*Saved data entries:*
====

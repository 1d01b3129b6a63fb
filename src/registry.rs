//! Named sources selectable with `--source`
//!
//! Every job pairs one source with the transform profile it needs and the
//! destination its records go to. The built-in table is fixed; named
//! queries from the config add passthrough jobs (or replace the SQL of a
//! built-in query of the same name), and `jobs:` overrides adjust the
//! output format or catalog dataset of an existing job.

use crate::config::PipelineConfig;
use crate::decode::TextEncoding;
use crate::error::{Error, Result};
use crate::extract::{ReportKind, SourceDescriptor, BUILTIN_QUERIES};
use crate::load::Destination;
use crate::transform::ProfileKind;
use crate::types::{LoadMode, ObjectFormat};
use serde::Serialize;
use std::collections::BTreeMap;
use tracing::warn;

/// Built-in source names in listing order
pub const BUILTIN_SOURCES: &[&str] = &[
    "applications_received",
    "active_permits",
    "issued_permits",
    "csr",
    "expenses",
    "revenue",
    "expense_report",
    "revenue_report",
];

/// One runnable source
#[derive(Debug, Clone, PartialEq, Serialize)]
pub struct Job {
    /// Selector name
    pub name: String,
    /// One-line description for listings
    pub description: String,
    /// Where the records come from
    pub source: SourceDescriptor,
    /// Transform applied to each extract
    pub profile: ProfileKind,
    /// Where the records go
    pub destination: Destination,
}

impl Job {
    fn query(name: &str, sql: &str, description: impl Into<String>) -> Self {
        Self {
            name: name.to_string(),
            description: description.into(),
            source: SourceDescriptor::Sql {
                query: name.to_string(),
                sql: sql.to_string(),
            },
            profile: ProfileKind::Passthrough,
            destination: Destination::ObjectStorage {
                name: name.to_string(),
                format: ObjectFormat::Csv,
            },
        }
    }

    /// Config sections this job cannot run without
    pub fn requirements(&self) -> Vec<String> {
        let mut required = Vec::new();
        match &self.source {
            SourceDescriptor::Sql { .. } => required.push("database".to_string()),
            SourceDescriptor::Delimited { endpoint, .. } => {
                required.push(format!("endpoints.{endpoint}"));
            }
            SourceDescriptor::Report { .. } => required.push("report_server".to_string()),
            SourceDescriptor::Partitions { .. } => required.push("object_store".to_string()),
        }
        match &self.destination {
            Destination::ObjectStorage { .. } => required.push("object_store".to_string()),
            Destination::Catalog { dataset, .. } => {
                required.push(format!("catalog.datasets.{dataset}"));
            }
        }
        required.dedup();
        required
    }

    /// Check that every section the job needs is configured
    pub fn validate(&self, config: &PipelineConfig) -> Result<()> {
        match &self.source {
            SourceDescriptor::Sql { .. } => {
                config.require_database()?;
            }
            SourceDescriptor::Delimited { endpoint, .. } => {
                config.require_endpoint(endpoint)?;
            }
            SourceDescriptor::Report { .. } => {
                config.require_report_server()?;
            }
            SourceDescriptor::Partitions { .. } => {
                config.require_object_store()?;
            }
        }
        match &self.destination {
            Destination::ObjectStorage { .. } => {
                config.require_object_store()?;
            }
            Destination::Catalog { dataset, .. } => {
                config.require_catalog()?.dataset_id(dataset)?;
            }
        }
        Ok(())
    }
}

/// The set of jobs available to one run
#[derive(Debug, Clone, Default)]
pub struct Registry {
    jobs: BTreeMap<String, Job>,
    order: Vec<String>,
}

impl Registry {
    /// The fixed built-in jobs
    pub fn builtin() -> Self {
        let mut registry = Self::default();
        for (name, sql) in BUILTIN_QUERIES {
            registry.insert(Job::query(name, sql, describe_query(name)));
        }

        registry.insert(Job {
            name: "csr".to_string(),
            description: "311 service requests from the tab-delimited export".to_string(),
            source: SourceDescriptor::Delimited {
                endpoint: "csr".to_string(),
                encoding: TextEncoding::Utf16,
            },
            profile: ProfileKind::Csr,
            destination: Destination::Catalog {
                dataset: "csr".to_string(),
                mode: LoadMode::Upsert,
            },
        });

        for (name, profile) in [("expenses", ProfileKind::Expenses), ("revenue", ProfileKind::Revenue)] {
            registry.insert(Job {
                name: name.to_string(),
                description: format!("Monthly {name} partitions from object storage"),
                source: SourceDescriptor::Partitions {
                    prefix: format!("{name}/"),
                },
                profile,
                destination: Destination::Catalog {
                    dataset: name.to_string(),
                    mode: LoadMode::Replace,
                },
            });
        }

        for report in [ReportKind::Expenses, ReportKind::Revenue] {
            let name = match report {
                ReportKind::Expenses => "expense_report",
                ReportKind::Revenue => "revenue_report",
            };
            registry.insert(Job {
                name: name.to_string(),
                description: format!("Prompted {} BI report", report.name()),
                source: SourceDescriptor::Report { report },
                profile: ProfileKind::Report,
                destination: Destination::ObjectStorage {
                    name: name.to_string(),
                    format: ObjectFormat::Csv,
                },
            });
        }

        registry
    }

    /// Built-in jobs plus the config's queries and overrides
    ///
    /// A query may replace the SQL of a query job but never shadow a job
    /// of another kind.
    pub fn from_config(config: &PipelineConfig) -> Result<Self> {
        let mut registry = Self::builtin();

        for (name, sql) in &config.queries {
            match registry.jobs.get_mut(name) {
                Some(Job {
                    source: SourceDescriptor::Sql { sql: existing, .. },
                    ..
                }) => existing.clone_from(sql),
                Some(job) => {
                    return Err(Error::InvalidConfigValue {
                        field: format!("queries.{name}"),
                        message: format!(
                            "'{name}' is a built-in {} source, not a query",
                            job.source.kind()
                        ),
                    });
                }
                None => registry.insert(Job::query(
                    name,
                    sql,
                    format!("Configured query '{name}'"),
                )),
            }
        }

        for (name, overrides) in &config.jobs {
            let Some(job) = registry.jobs.get_mut(name) else {
                warn!("Ignoring overrides for unknown job '{name}'");
                continue;
            };
            match &mut job.destination {
                Destination::ObjectStorage { format, .. } => {
                    if let Some(f) = overrides.format {
                        *format = f;
                    }
                }
                Destination::Catalog { dataset, .. } => {
                    if let Some(ref d) = overrides.dataset {
                        dataset.clone_from(d);
                    }
                }
            }
        }

        Ok(registry)
    }

    fn insert(&mut self, job: Job) {
        if !self.jobs.contains_key(&job.name) {
            self.order.push(job.name.clone());
        }
        self.jobs.insert(job.name.clone(), job);
    }

    /// Look a job up by selector
    pub fn get(&self, name: &str) -> Result<&Job> {
        self.jobs.get(name).ok_or_else(|| {
            Error::config(format!(
                "unknown source '{name}', expected one of: {}",
                self.order.join(", ")
            ))
        })
    }

    /// Whether a selector names a job
    pub fn contains(&self, name: &str) -> bool {
        self.jobs.contains_key(name)
    }

    /// Job names in listing order
    pub fn names(&self) -> Vec<&str> {
        self.order.iter().map(String::as_str).collect()
    }

    /// Jobs in listing order
    pub fn jobs(&self) -> impl Iterator<Item = &Job> {
        self.order.iter().filter_map(|name| self.jobs.get(name))
    }
}

fn describe_query(name: &str) -> String {
    match name {
        "applications_received" => "Permit applications received per type, sub code and day",
        "active_permits" => "Active permits per folder type",
        "issued_permits" => "Permits issued per type, sub code and day",
        _ => "Replica query",
    }
    .to_string()
}
#[test]
fn test_csr_profile() {
    let columns = csr_columns();
    let row = csr_row(&[
        ("Service Request (SR) Number", "23-00012345"),
        ("Department", "Austin Resource Recovery"),
        ("Created Date", "10/02/2022 08:15:00 AM"),
        ("Close Date", ""),
        ("SR Age (days)", "3"),
        ("# of Days Late", ""),
        ("State Plane X Coordinate", "3115000"),
        ("State Plane Y Coordinate", "10070000"),
    ]);
    let raw = table(&columns, &[row.as_slice()]);
    let profile = ProfileKind::Csr.build(&raw).unwrap();

    let records = Transformer::new(profile)
        .transform(&raw, &TransformContext::default())
        .unwrap();
    let record = &records[0];

    assert_eq!(record.len(), 25);
    assert_eq!(
        record.get("department"),
        Some(&CanonicalValue::Text("Austin Resource Recovery".to_string()))
    );
    assert_eq!(record.get("created_date"), Some(&ts("2022-10-02T08:15:00")));
    assert_eq!(record.get("close_date"), Some(&CanonicalValue::Null));
    assert_eq!(record.get("fiscal_year"), Some(&CanonicalValue::Integer(2023)));
    assert_eq!(record.get("of_days_late"), Some(&CanonicalValue::Null));
    assert_eq!(record.get("sr_location"), Some(&CanonicalValue::Text(String::new())));
    assert!(matches!(record.get("location"), Some(CanonicalValue::Point(_))));
}
//! Output module
//!
//! Serializes canonical records and stores the artifacts.
//!
//! # Overview
//!
//! This module provides utilities for:
//! - Writing records as delimited text with a header row
//! - Converting records to Arrow RecordBatches and Parquet files
//! - Object storage access (S3-compatible buckets or a local directory)

mod delimited;
mod parquet;
mod storage;

pub use self::parquet::{records_to_batch, write_parquet, ParquetWriterConfig};
pub use delimited::write_csv;
pub use storage::ObjectStorage;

====

*WORK ITEM:* Counting only lines that contain the word "existing", give the number found in the data, and nothing else.

*WRITTEN ANSWER:* 3